◆ **Instructions to follow**: Output each entry exactly; skip nothing.

• • • • •

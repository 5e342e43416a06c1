use crate::foundation::math::mul_div255_u8;

pub type PremulRgba8 = [u8; 4];

/// Premultiplied source-over.
pub fn over(dst: PremulRgba8, src: PremulRgba8) -> PremulRgba8 {
    let sa = src[3];
    if sa == 0 {
        return dst;
    }
    if sa == 255 {
        return src;
    }
    let inv = 255u16 - u16::from(sa);
    let mut out = [0u8; 4];
    for i in 0..4 {
        out[i] = src[i].saturating_add(mul_div255_u8(u16::from(dst[i]), inv));
    }
    out
}

/// Scale a premultiplied pixel so that its alpha becomes `coverage`.
///
/// `coverage` is expected to be at most the pixel's own alpha; it is clamped otherwise so the
/// result never gains opacity the glyph did not have.
pub fn with_coverage(src: PremulRgba8, coverage: u8) -> PremulRgba8 {
    let a = src[3];
    if coverage == 0 || a == 0 {
        return [0; 4];
    }
    if coverage >= a {
        return src;
    }
    let scale = |c: u8| -> u8 {
        ((u32::from(c) * u32::from(coverage) + u32::from(a) / 2) / u32::from(a)) as u8
    };
    [scale(src[0]), scale(src[1]), scale(src[2]), coverage]
}

/// Placement of a `src_w x src_h` layer on a `dst_w x dst_h` canvas, clipped to the canvas.
#[derive(Clone, Copy, Debug, PartialEq, Eq)]
pub struct Placement {
    pub src_x: u32,
    pub src_y: u32,
    pub dst_x: u32,
    pub dst_y: u32,
    pub width: u32,
    pub height: u32,
}

impl Placement {
    /// `None` when the layer lies entirely outside the canvas.
    pub fn clip(dst_w: u32, dst_h: u32, src_w: u32, src_h: u32, x: i64, y: i64) -> Option<Self> {
        let x0 = x.max(0);
        let y0 = y.max(0);
        let x1 = (x + i64::from(src_w)).min(i64::from(dst_w));
        let y1 = (y + i64::from(src_h)).min(i64::from(dst_h));
        if x1 <= x0 || y1 <= y0 {
            return None;
        }
        Some(Self {
            src_x: (x0 - x) as u32,
            src_y: (y0 - y) as u32,
            dst_x: x0 as u32,
            dst_y: y0 as u32,
            width: (x1 - x0) as u32,
            height: (y1 - y0) as u32,
        })
    }
}

/// Composite `src` over `dst` at `p`, optionally replacing each source pixel's alpha with the
/// matching `coverage` byte (same shape as `src`).
pub fn over_layer(
    dst: &mut [u8],
    dst_w: u32,
    src: &[u8],
    src_w: u32,
    coverage: Option<&[u8]>,
    p: Placement,
) {
    for row in 0..p.height {
        let sy = (p.src_y + row) as usize;
        let dy = (p.dst_y + row) as usize;
        for col in 0..p.width {
            let sx = (p.src_x + col) as usize;
            let dx = (p.dst_x + col) as usize;
            let si = sy * src_w as usize + sx;
            let di = (dy * dst_w as usize + dx) * 4;
            let mut s = [src[si * 4], src[si * 4 + 1], src[si * 4 + 2], src[si * 4 + 3]];
            if let Some(cov) = coverage {
                s = with_coverage(s, cov[si]);
            }
            if s[3] == 0 {
                continue;
            }
            let d = [dst[di], dst[di + 1], dst[di + 2], dst[di + 3]];
            dst[di..di + 4].copy_from_slice(&over(d, s));
        }
    }
}

/// Fill the placement rectangle with a premultiplied color using source-over.
pub fn fill_rect_over(dst: &mut [u8], dst_w: u32, color: PremulRgba8, p: Placement) {
    if color[3] == 0 {
        return;
    }
    for row in 0..p.height {
        let dy = (p.dst_y + row) as usize;
        for col in 0..p.width {
            let di = (dy * dst_w as usize + (p.dst_x + col) as usize) * 4;
            let d = [dst[di], dst[di + 1], dst[di + 2], dst[di + 3]];
            dst[di..di + 4].copy_from_slice(&over(d, color));
        }
    }
}

/// Flatten premultiplied pixels over an opaque background color.
pub fn flatten_over_opaque(rgba_premul: &mut [u8], bg: [u8; 3]) {
    for px in rgba_premul.chunks_exact_mut(4) {
        let inv = 255u16 - u16::from(px[3]);
        for i in 0..3 {
            px[i] = px[i].saturating_add(mul_div255_u8(u16::from(bg[i]), inv));
        }
        px[3] = 255;
    }
}

#[cfg(test)]
#[path = "../../tests/unit/render/blend.rs"]
mod tests;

• • • • •

◆ **Response to the exercise**:
repository 5e342e43416a06c1
use crate::foundation::math::mul_div255_u8;

pub type PremulRgba8 = [u8; 4];

/// Premultiplied source-over.
pub fn over(dst: PremulRgba8, src: PremulRgba8) -> PremulRgba8 {
    let sa = src[3];
    if sa == 0 {
        return dst;
    }
    if sa == 255 {
        return src;
    }
    let inv = 255u16 - u16::from(sa);
    let mut out = [0u8; 4];
    for i in 0..4 {
        out[i] = src[i].saturating_add(mul_div255_u8(u16::from(dst[i]), inv));
    }
    out
}

/// Scale a premultiplied pixel so that its alpha becomes `coverage`.
///
/// `coverage` is expected to be at most the pixel's own alpha; it is clamped otherwise so the
/// result never gains opacity the glyph did not have.
pub fn with_coverage(src: PremulRgba8, coverage: u8) -> PremulRgba8 {
    let a = src[3];
    if coverage == 0 || a == 0 {
        return [0; 4];
    }
    if coverage >= a {
        return src;
    }
    let scale = |c: u8| -> u8 {
        ((u32::from(c) * u32::from(coverage) + u32::from(a) / 2) / u32::from(a)) as u8
    };
    [scale(src[0]), scale(src[1]), scale(src[2]), coverage]
}

/// Placement of a `src_w x src_h` layer on a `dst_w x dst_h` canvas, clipped to the canvas.
#[derive(Clone, Copy, Debug, PartialEq, Eq)]
pub struct Placement {
    pub src_x: u32,
    pub src_y: u32,
    pub dst_x: u32,
    pub dst_y: u32,
    pub width: u32,
    pub height: u32,
}

impl Placement {
    /// `None` when the layer lies entirely outside the canvas.
    pub fn clip(dst_w: u32, dst_h: u32, src_w: u32, src_h: u32, x: i64, y: i64) -> Option<Self> {
        let x0 = x.max(0);
        let y0 = y.max(0);
        let x1 = (x + i64::from(src_w)).min(i64::from(dst_w));
        let y1 = (y + i64::from(src_h)).min(i64::from(dst_h));
        if x1 <= x0 || y1 <= y0 {
            return None;
        }
        Some(Self {
            src_x: (x0 - x) as u32,
            src_y: (y0 - y) as u32,
            dst_x: x0 as u32,
            dst_y: y0 as u32,
            width: (x1 - x0) as u32,
            height: (y1 - y0) as u32,
        })
    }
}

/// Composite `src` over `dst` at `p`, optionally replacing each source pixel's alpha with the
/// matching `coverage` byte (same shape as `src`).
pub fn over_layer(
    dst: &mut [u8],
    dst_w: u32,
    src: &[u8],
    src_w: u32,
    coverage: Option<&[u8]>,
    p: Placement,
) {
    for row in 0..p.height {
        let sy = (p.src_y + row) as usize;
        let dy = (p.dst_y + row) as usize;
        for col in 0..p.width {
            let sx = (p.src_x + col) as usize;
            let dx = (p.dst_x + col) as usize;
            let si = sy * src_w as usize + sx;
            let di = (dy * dst_w as usize + dx) * 4;
            let mut s = [src[si * 4], src[si * 4 + 1], src[si * 4 + 2], src[si * 4 + 3]];
            if let Some(cov) = coverage {
                s = with_coverage(s, cov[si]);
            }
            if s[3] == 0 {
                continue;
            }
            let d = [dst[di], dst[di + 1], dst[di + 2], dst[di + 3]];
            dst[di..di + 4].copy_from_slice(&over(d, s));
        }
    }
}

/// Fill the placement rectangle with a premultiplied color using source-over.
pub fn fill_rect_over(dst: &mut [u8], dst_w: u32, color: PremulRgba8, p: Placement) {
    if color[3] == 0 {
        return;
    }
    for row in 0..p.height {
        let dy = (p.dst_y + row) as usize;
        for col in 0..p.width {
            let di = (dy * dst_w as usize + (p.dst_x + col) as usize) * 4;
            let d = [dst[di], dst[di + 1], dst[di + 2], dst[di + 3]];
            dst[di..di + 4].copy_from_slice(&over(d, color));
        }
    }
}

/// Flatten premultiplied pixels over an opaque background color.
pub fn flatten_over_opaque(rgba_premul: &mut [u8], bg: [u8; 3]) {
    for px in rgba_premul.chunks_exact_mut(4) {
        let inv = 255u16 - u16::from(px[3]);
        for i in 0..3 {
            px[i] = px[i].saturating_add(mul_div255_u8(u16::from(bg[i]), inv));
        }
        px[3] = 255;
    }
}

#[cfg(test)]
#[path = "../../tests/unit/render/blend.rs"]
mod tests;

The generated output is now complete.